> [WORK REQUIRED]: Search the entries below for "format". Report each line where it occurs.

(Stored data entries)
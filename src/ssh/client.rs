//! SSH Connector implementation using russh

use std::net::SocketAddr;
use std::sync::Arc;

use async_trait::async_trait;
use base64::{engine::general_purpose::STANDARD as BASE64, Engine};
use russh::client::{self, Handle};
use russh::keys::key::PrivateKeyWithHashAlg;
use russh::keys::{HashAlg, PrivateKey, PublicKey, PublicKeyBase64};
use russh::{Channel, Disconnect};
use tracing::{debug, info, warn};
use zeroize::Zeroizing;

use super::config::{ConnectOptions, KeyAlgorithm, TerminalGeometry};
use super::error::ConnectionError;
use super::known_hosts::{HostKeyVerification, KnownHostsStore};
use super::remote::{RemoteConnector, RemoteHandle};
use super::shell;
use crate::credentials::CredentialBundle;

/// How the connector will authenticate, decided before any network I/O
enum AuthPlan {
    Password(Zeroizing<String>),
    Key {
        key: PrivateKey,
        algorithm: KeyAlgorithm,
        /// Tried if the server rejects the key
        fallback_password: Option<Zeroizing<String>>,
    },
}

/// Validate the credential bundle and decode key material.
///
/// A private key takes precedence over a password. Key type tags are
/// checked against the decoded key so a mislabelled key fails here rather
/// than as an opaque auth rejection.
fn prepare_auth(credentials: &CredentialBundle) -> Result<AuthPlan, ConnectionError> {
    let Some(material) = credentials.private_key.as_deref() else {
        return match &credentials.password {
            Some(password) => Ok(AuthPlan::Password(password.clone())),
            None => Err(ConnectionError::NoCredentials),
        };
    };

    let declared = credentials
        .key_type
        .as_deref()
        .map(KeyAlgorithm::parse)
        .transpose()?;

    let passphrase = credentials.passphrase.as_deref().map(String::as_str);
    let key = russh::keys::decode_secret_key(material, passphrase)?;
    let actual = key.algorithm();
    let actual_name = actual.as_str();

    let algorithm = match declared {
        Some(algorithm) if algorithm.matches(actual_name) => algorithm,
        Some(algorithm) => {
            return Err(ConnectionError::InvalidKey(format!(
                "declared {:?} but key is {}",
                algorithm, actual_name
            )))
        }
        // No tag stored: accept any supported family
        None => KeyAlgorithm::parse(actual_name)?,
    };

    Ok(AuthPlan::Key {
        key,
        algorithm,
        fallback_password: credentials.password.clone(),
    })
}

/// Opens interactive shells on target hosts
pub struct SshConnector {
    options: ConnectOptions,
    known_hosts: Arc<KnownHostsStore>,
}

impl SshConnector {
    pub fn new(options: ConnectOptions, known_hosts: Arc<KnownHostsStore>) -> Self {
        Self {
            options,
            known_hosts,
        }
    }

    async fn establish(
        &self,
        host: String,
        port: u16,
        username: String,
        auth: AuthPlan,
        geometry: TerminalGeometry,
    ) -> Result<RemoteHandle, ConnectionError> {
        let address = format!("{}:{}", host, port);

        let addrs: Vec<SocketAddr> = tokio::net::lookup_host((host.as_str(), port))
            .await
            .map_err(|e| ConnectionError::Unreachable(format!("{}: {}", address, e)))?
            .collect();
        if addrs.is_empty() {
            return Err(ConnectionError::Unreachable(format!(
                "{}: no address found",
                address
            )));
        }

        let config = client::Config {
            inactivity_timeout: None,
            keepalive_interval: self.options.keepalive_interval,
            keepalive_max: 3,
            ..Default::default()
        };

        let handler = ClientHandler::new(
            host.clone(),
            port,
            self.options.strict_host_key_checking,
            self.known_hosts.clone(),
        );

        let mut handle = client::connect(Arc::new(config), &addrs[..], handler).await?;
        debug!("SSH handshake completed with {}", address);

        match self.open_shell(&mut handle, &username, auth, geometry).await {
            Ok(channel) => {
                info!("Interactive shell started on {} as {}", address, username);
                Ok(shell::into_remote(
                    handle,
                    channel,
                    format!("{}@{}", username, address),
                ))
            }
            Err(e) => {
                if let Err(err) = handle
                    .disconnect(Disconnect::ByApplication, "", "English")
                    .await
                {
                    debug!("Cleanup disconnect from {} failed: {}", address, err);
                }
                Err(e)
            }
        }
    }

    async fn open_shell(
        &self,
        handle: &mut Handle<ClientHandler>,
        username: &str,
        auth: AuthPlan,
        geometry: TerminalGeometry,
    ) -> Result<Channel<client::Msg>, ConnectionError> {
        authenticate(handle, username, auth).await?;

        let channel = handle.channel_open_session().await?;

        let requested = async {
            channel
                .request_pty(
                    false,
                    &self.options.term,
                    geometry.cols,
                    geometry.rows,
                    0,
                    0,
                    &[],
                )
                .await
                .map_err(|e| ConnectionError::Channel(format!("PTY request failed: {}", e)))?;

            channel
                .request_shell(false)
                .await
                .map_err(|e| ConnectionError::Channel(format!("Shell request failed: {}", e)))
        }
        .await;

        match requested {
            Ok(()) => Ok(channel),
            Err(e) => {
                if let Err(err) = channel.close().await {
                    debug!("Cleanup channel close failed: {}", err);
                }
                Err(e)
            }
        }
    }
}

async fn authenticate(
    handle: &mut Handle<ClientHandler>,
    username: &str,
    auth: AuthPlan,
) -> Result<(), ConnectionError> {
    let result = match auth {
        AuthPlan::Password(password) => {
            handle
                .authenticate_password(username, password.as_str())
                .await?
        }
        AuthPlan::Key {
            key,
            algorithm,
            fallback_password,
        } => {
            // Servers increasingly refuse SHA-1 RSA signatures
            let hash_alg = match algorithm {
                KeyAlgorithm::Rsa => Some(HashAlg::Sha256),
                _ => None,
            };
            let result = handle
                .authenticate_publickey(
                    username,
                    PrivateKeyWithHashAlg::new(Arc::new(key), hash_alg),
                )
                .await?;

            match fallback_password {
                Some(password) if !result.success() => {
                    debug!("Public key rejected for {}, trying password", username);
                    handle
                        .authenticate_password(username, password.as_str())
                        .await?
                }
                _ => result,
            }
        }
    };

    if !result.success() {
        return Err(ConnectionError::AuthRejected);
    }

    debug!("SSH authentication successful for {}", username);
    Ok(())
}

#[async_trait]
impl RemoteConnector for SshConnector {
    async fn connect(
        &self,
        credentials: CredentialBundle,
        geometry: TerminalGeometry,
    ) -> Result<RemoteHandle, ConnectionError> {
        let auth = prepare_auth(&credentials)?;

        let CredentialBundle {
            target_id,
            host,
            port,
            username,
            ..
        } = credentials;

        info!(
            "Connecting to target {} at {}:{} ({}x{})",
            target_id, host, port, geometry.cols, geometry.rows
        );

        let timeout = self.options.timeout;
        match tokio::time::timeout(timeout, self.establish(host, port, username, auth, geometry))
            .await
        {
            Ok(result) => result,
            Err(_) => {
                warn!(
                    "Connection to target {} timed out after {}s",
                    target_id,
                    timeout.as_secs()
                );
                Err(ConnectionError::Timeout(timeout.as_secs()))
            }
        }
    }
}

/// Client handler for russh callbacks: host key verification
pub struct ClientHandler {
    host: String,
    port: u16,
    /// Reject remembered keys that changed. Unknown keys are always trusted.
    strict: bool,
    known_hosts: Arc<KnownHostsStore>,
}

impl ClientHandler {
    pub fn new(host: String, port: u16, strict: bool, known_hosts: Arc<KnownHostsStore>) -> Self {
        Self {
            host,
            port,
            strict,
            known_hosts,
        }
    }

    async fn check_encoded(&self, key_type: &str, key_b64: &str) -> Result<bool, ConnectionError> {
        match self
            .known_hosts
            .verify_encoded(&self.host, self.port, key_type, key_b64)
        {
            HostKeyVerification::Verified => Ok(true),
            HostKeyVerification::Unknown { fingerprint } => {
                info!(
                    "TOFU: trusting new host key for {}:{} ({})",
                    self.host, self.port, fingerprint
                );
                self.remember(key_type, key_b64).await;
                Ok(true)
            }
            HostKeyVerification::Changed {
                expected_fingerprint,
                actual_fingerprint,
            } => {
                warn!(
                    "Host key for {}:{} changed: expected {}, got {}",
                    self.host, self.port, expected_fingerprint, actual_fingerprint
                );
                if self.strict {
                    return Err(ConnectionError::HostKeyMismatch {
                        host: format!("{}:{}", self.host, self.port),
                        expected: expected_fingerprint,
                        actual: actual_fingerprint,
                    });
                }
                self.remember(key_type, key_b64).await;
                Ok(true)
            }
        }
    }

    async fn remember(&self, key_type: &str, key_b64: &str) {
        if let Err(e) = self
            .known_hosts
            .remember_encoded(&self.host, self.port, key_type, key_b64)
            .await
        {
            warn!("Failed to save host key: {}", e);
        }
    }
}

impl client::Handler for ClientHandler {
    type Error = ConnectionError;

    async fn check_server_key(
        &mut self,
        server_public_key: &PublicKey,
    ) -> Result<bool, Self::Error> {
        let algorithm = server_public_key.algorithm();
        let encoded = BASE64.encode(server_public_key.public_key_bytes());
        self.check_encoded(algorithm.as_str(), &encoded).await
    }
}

> [REPLY TO THE EXERCISE]:
            return Err(ConnectionError::InvalidKey(format!(
        let address = format!("{}:{}", host, port);
            .map_err(|e| ConnectionError::Unreachable(format!("{}: {}", address, e)))?
            return Err(ConnectionError::Unreachable(format!(
                    format!("{}@{}", username, address),
                .map_err(|e| ConnectionError::Channel(format!("PTY request failed: {}", e)))?;
                .map_err(|e| ConnectionError::Channel(format!("Shell request failed: {}", e)))
                        host: format!("{}:{}", self.host, self.port),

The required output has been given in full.